Strumenti di editing delle basi mediati da CRISPR: una tecnica di editing del genoma per indurre una sostituzione di basi mirata

Per l'editing del genoma mediato da CRISPR, iniziare con la coltura HAP1-BE3, una linea cellulare aploide con un gene BE integrato che codifica per un enzima editor di basi. A questa coltura, aggiungere vettori lentivirali contenenti plasmide CRISPR-Cas9 progettati per un bersaglio specifico come il gene del cancro al seno umano, BRCA1.

La particella del lentivirus si fonde con la membrana della cellula ospite, rilasciando il plasmide, che alla fine si integra nel genoma della cellula ospite per formare i segmenti genici CRISPR-Cas9-BE. Questi geni generano un gRNA mirato a BRCA1, l'endonucleasi Cas9 e la BE-citidina deaminasi.

Il gRNA che ha come bersaglio BRCA1 è un RNA che si fonde con Cas9 e dirige il complesso verso il locus del gene BRCA1. Vicino a questo gene, il locus è un Protospacer Adjacent Motif, o PAM, dove BE può attraccare stabilmente e spostarsi a monte per raggiungere la sua regione catalitica attiva. Qui, il BE riconosce una base di citidina e la converte in uridina.

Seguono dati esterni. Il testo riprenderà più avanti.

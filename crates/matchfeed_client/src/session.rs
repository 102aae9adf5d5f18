//! Protocol session state machine.
//!
//! A [`Session`] owns every piece of per-connection state: the logged-in
//! user, the subscription registry, pending receipts and the event store.
//! Commands and server frames are applied one at a time; each call is a
//! single atomic transition that returns the frames to send and the notices
//! to print. The session itself never touches the network, and only
//! [`Session::handle_command`] with a `report` touches the disk.

use crate::command::{Command, Endpoint};
use crate::config::ClientConfig;
use crate::error::{ClientError, ClientResult};
use crate::event_file::{parse_events_file, GameReport};
use crate::receipts::{ReceiptAction, ReceiptTracker};
use crate::reconcile::{reconcile, Verdict};
use crate::registry::{LeaveOutcome, SubscriptionRegistry};
use crate::store::EventStore;
use crate::summary::SummaryFile;
use matchfeed_protocol::{ClientFrame, GameEvent, GameKey, ServerFrame};
use std::path::PathBuf;
use tokio::sync::oneshot;
use tracing::{debug, info, warn};

/// What the driver must do after a command was accepted.
#[derive(Debug, Default)]
pub struct Outcome {
    /// Open a connection to this endpoint before sending `frames`.
    pub connect_to: Option<Endpoint>,
    /// Frames to send, in order.
    pub frames: Vec<ClientFrame>,
    /// Completed when the logout receipt arrives.
    pub logout_receipt: Option<oneshot::Receiver<ReceiptAction>>,
    /// Summary to write to disk.
    pub summary: Option<SummaryFile>,
    /// Lines to show the user.
    pub notices: Vec<String>,
}

impl Outcome {
    fn send(frame: ClientFrame) -> Self {
        Self {
            frames: vec![frame],
            ..Self::default()
        }
    }
}

/// State of one client session.
#[derive(Debug)]
pub struct Session {
    config: ClientConfig,
    user: Option<String>,
    connected: bool,
    terminated: bool,
    registry: SubscriptionRegistry,
    receipts: ReceiptTracker,
    store: EventStore,
}

impl Session {
    /// Creates a logged-out session.
    pub fn new(config: ClientConfig) -> Self {
        Self {
            config,
            user: None,
            connected: false,
            terminated: false,
            registry: SubscriptionRegistry::new(),
            receipts: ReceiptTracker::new(),
            store: EventStore::new(),
        }
    }

    /// Logged-in user, if any.
    pub fn user(&self) -> Option<&str> {
        self.user.as_deref()
    }

    /// Returns true once `login` was accepted and until the session ends.
    pub fn is_logged_in(&self) -> bool {
        self.user.is_some()
    }

    /// Returns true once the server confirmed the connection.
    pub fn is_connected(&self) -> bool {
        self.connected
    }

    /// Returns true if the current connection must be torn down.
    pub fn should_terminate(&self) -> bool {
        self.terminated
    }

    /// Active subscriptions.
    pub fn registry(&self) -> &SubscriptionRegistry {
        &self.registry
    }

    /// Outstanding receipts.
    pub fn receipts(&self) -> &ReceiptTracker {
        &self.receipts
    }

    /// Recorded timelines.
    pub fn store(&self) -> &EventStore {
        &self.store
    }

    /// Parses and applies one input line.
    pub fn execute(&mut self, line: &str) -> ClientResult<Outcome> {
        let command = Command::parse(line)?;
        self.handle_command(command)
    }

    /// Applies a user command.
    ///
    /// `report` reads its event file with blocking I/O; async callers load
    /// the file first and use [`Session::report`].
    pub fn handle_command(&mut self, command: Command) -> ClientResult<Outcome> {
        debug!(command = command.name(), "handling command");

        match command {
            Command::Login {
                endpoint,
                user,
                passcode,
            } => self.login(endpoint, user, passcode),
            Command::Join { game } => {
                self.require_login()?;
                self.join(&game)
            }
            Command::Exit { game } => {
                self.require_login()?;
                match self.registry.leave(game.as_deref())? {
                    LeaveOutcome::Unsubscribed(subscription) => {
                        let receipt = self
                            .receipts
                            .expect(ReceiptAction::Exited(subscription.channel().to_string()));
                        Ok(Outcome::send(ClientFrame::Unsubscribe {
                            id: subscription.id,
                            receipt,
                        }))
                    }
                    LeaveOutcome::Logout => Ok(self.logout()),
                }
            }
            Command::Report { path } => {
                self.require_login()?;
                let report = parse_events_file(&path)?;
                self.report(report)
            }
            Command::Summary {
                game,
                user: target,
                output,
            } => {
                self.require_login()?;
                self.summary(&game, &target, output)
            }
            Command::Logout => {
                self.require_login()?;
                Ok(self.logout())
            }
        }
    }

    fn require_login(&self) -> ClientResult<String> {
        self.user.clone().ok_or(ClientError::NotLoggedIn)
    }

    fn login(&mut self, endpoint: Endpoint, user: String, passcode: String) -> ClientResult<Outcome> {
        if self.user.is_some() {
            return Err(ClientError::AlreadyLoggedIn);
        }

        info!(endpoint = %endpoint, user = %user, "logging in");
        let frame = ClientFrame::Connect {
            accept_version: self.config.accept_version.clone(),
            host: self.config.host_header.clone(),
            login: user.clone(),
            passcode,
        };
        self.user = Some(user);
        self.connected = false;
        self.terminated = false;

        Ok(Outcome {
            connect_to: Some(endpoint),
            ..Outcome::send(frame)
        })
    }

    fn join(&mut self, game: &str) -> ClientResult<Outcome> {
        let subscription = self.registry.join(game)?;
        let receipt = self
            .receipts
            .expect(ReceiptAction::Joined(subscription.channel().to_string()));
        debug!(game = %subscription.key, id = subscription.id, receipt, "subscribing");

        Ok(Outcome::send(ClientFrame::Subscribe {
            destination: subscription.destination,
            id: subscription.id,
            receipt,
        }))
    }

    fn logout(&mut self) -> Outcome {
        let receipt = self.receipts.expect(ReceiptAction::Logout);
        let waiter = self.receipts.watch(receipt);
        debug!(receipt, "disconnecting");

        Outcome {
            logout_receipt: Some(waiter),
            ..Outcome::send(ClientFrame::Disconnect { receipt })
        }
    }

    /// Files a parsed report under the logged-in user and sends its events.
    pub fn report(&mut self, report: GameReport) -> ClientResult<Outcome> {
        let user = self.require_login()?;
        let key = report.game_key();
        if !self.registry.is_subscribed(&key) {
            return Err(ClientError::NotSubscribed(format!(
                "{}_{}",
                report.team_a, report.team_b
            )));
        }

        let destination = self.registry.destination_for(&key);
        let frames = report
            .events
            .iter()
            .map(|event| ClientFrame::Send {
                destination: destination.clone(),
                body: event.to_body(&user),
            })
            .collect();
        info!(game = %key, events = report.events.len(), "reporting");
        self.store.report(&key, &user, report.events);

        Ok(Outcome {
            frames,
            ..Outcome::default()
        })
    }

    fn summary(&mut self, game: &str, target: &str, output: PathBuf) -> ClientResult<Outcome> {
        let key = GameKey::new(game);
        if !self.registry.is_subscribed(&key) && !self.store.has_game(&key) {
            return Err(ClientError::UnknownGame(game.to_string()));
        }

        let reconciliation = reconcile(&self.store, &key, target);
        if let Verdict::Fallback { owner } = &reconciliation.verdict {
            info!(game = %key, requested = target, used = %owner, "summarising fallback timeline");
        }
        let summary = SummaryFile::new(output, &reconciliation);
        debug!(game = %key, empty = summary.is_empty(), "summary rendered");

        Ok(Outcome {
            summary: Some(summary),
            ..Outcome::default()
        })
    }

    /// Applies a frame received from the server, returning notices to print.
    pub fn handle_frame(&mut self, frame: ServerFrame) -> Vec<String> {
        match frame {
            ServerFrame::Connected { version } => {
                debug!(version = ?version, "connected");
                self.connected = true;
                vec!["Login successful".to_string()]
            }
            ServerFrame::Message {
                destination,
                subscription,
                body,
                ..
            } => {
                match GameEvent::from_body(&body) {
                    // Our own reports were filed when they were sent.
                    Ok(event) if self.user.as_deref() == Some(event.owner()) => {
                        debug!(destination = %destination, event = %event.name, "skipping own report");
                    }
                    Ok(event) => {
                        let key = self.message_key(&destination, subscription.as_deref(), &event);
                        self.store.store(&key, event);
                    }
                    Err(err) => warn!(destination = %destination, error = %err, "dropping unreadable message"),
                }
                Vec::new()
            }
            ServerFrame::Receipt { receipt_id } => match self.receipts.resolve(receipt_id) {
                Some(ReceiptAction::Logout) => {
                    info!("logged out");
                    self.end();
                    vec![ReceiptAction::Logout.to_string()]
                }
                Some(action) => vec![action.to_string()],
                None => {
                    debug!(receipt_id, "ignoring unknown receipt");
                    Vec::new()
                }
            },
            ServerFrame::Error { message, body, .. } => {
                let error = ClientError::Server(message);
                warn!(error = %error, body = %body, "server error");
                self.end();
                vec![error.to_string()]
            }
        }
    }

    /// Game a message belongs to: its destination, else its subscription,
    /// else the teams it names.
    fn message_key(&self, destination: &str, subscription: Option<&str>, event: &GameEvent) -> GameKey {
        let key = GameKey::new(destination.trim_start_matches('/'));
        if !key.is_empty() {
            return key;
        }
        subscription
            .and_then(|id| id.parse().ok())
            .and_then(|id| self.registry.key_for_id(id))
            .cloned()
            .unwrap_or_else(|| GameKey::for_teams(&event.team_a, &event.team_b))
    }

    /// Ends the session after a fatal error.
    ///
    /// Returns the notice to print, or `None` if the session had already
    /// ended. A connection lost while a logout is pending completes the
    /// logout.
    pub fn fail(&mut self, error: &ClientError) -> Option<String> {
        if self.user.is_none() {
            return None;
        }
        if self.receipts.awaits(&ReceiptAction::Logout) {
            debug!(error = %error, "connection lost during logout");
            self.end();
            return Some(ReceiptAction::Logout.to_string());
        }
        warn!(error = %error, "session failed");
        self.end();
        Some(error.to_string())
    }

    /// Ends the session when the logout receipt never arrived.
    pub fn finish_logout(&mut self) -> Option<String> {
        if self.user.is_none() {
            return None;
        }
        warn!("logout receipt timed out");
        self.end();
        Some(ReceiptAction::Logout.to_string())
    }

    fn end(&mut self) {
        self.reset();
        self.terminated = true;
    }

    /// Forgets the user, subscriptions, receipts and timelines.
    pub fn reset(&mut self) {
        self.user = None;
        self.connected = false;
        self.registry.clear();
        self.receipts.clear();
        self.store.clear();
    }
}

Questa mutazione di sostituzione di basi innesca la nucleasi Cas9 per tagliare il filamento di DNA non modificato. La rottura del filamento di DNA attiva gli enzimi di riparazione che riempiono la base mancante e convertono l'uracile, una base non DNA, in timina. Nel complesso, questi processi generano una variante genetica.

Ora, incubare le cellule in condizioni fisiologiche e in subcoltura per moltiplicare la variante genetica. Estrai il DNA genomico e sequenzialo per analizzare l'efficienza dell'editing di base mediato da CRISPR.

Seminare 5 x 10⁵ cellule HAP1-BE3 per pozzetto in piastre da 24 pozzetti un giorno prima della trasfezione e coltivarle per raggiungere una confluenza dal 70% all'80% per la trasfezione. Trasfettare gli RNA guida mirati a BRCA1 utilizzando i reagenti di trasfezione acquistati, secondo il protocollo del produttore. Utilizzare 1 microgrammo di RNA guida di targeting BRCA1 per indurre la conversione da CG a TA nei siti target di BRCA1. Quindi, incubare le cellule a 37 gradi Celsius e sottocolture ogni 3 o 4 giorni. Raccogliere i pellet cellulari 3, 10 e 24 giorni dopo la trasfezione per analizzare l'efficienza dell'editing delle basi. Estrai il DNA genomico utilizzando il kit di purificazione del DNA genomico.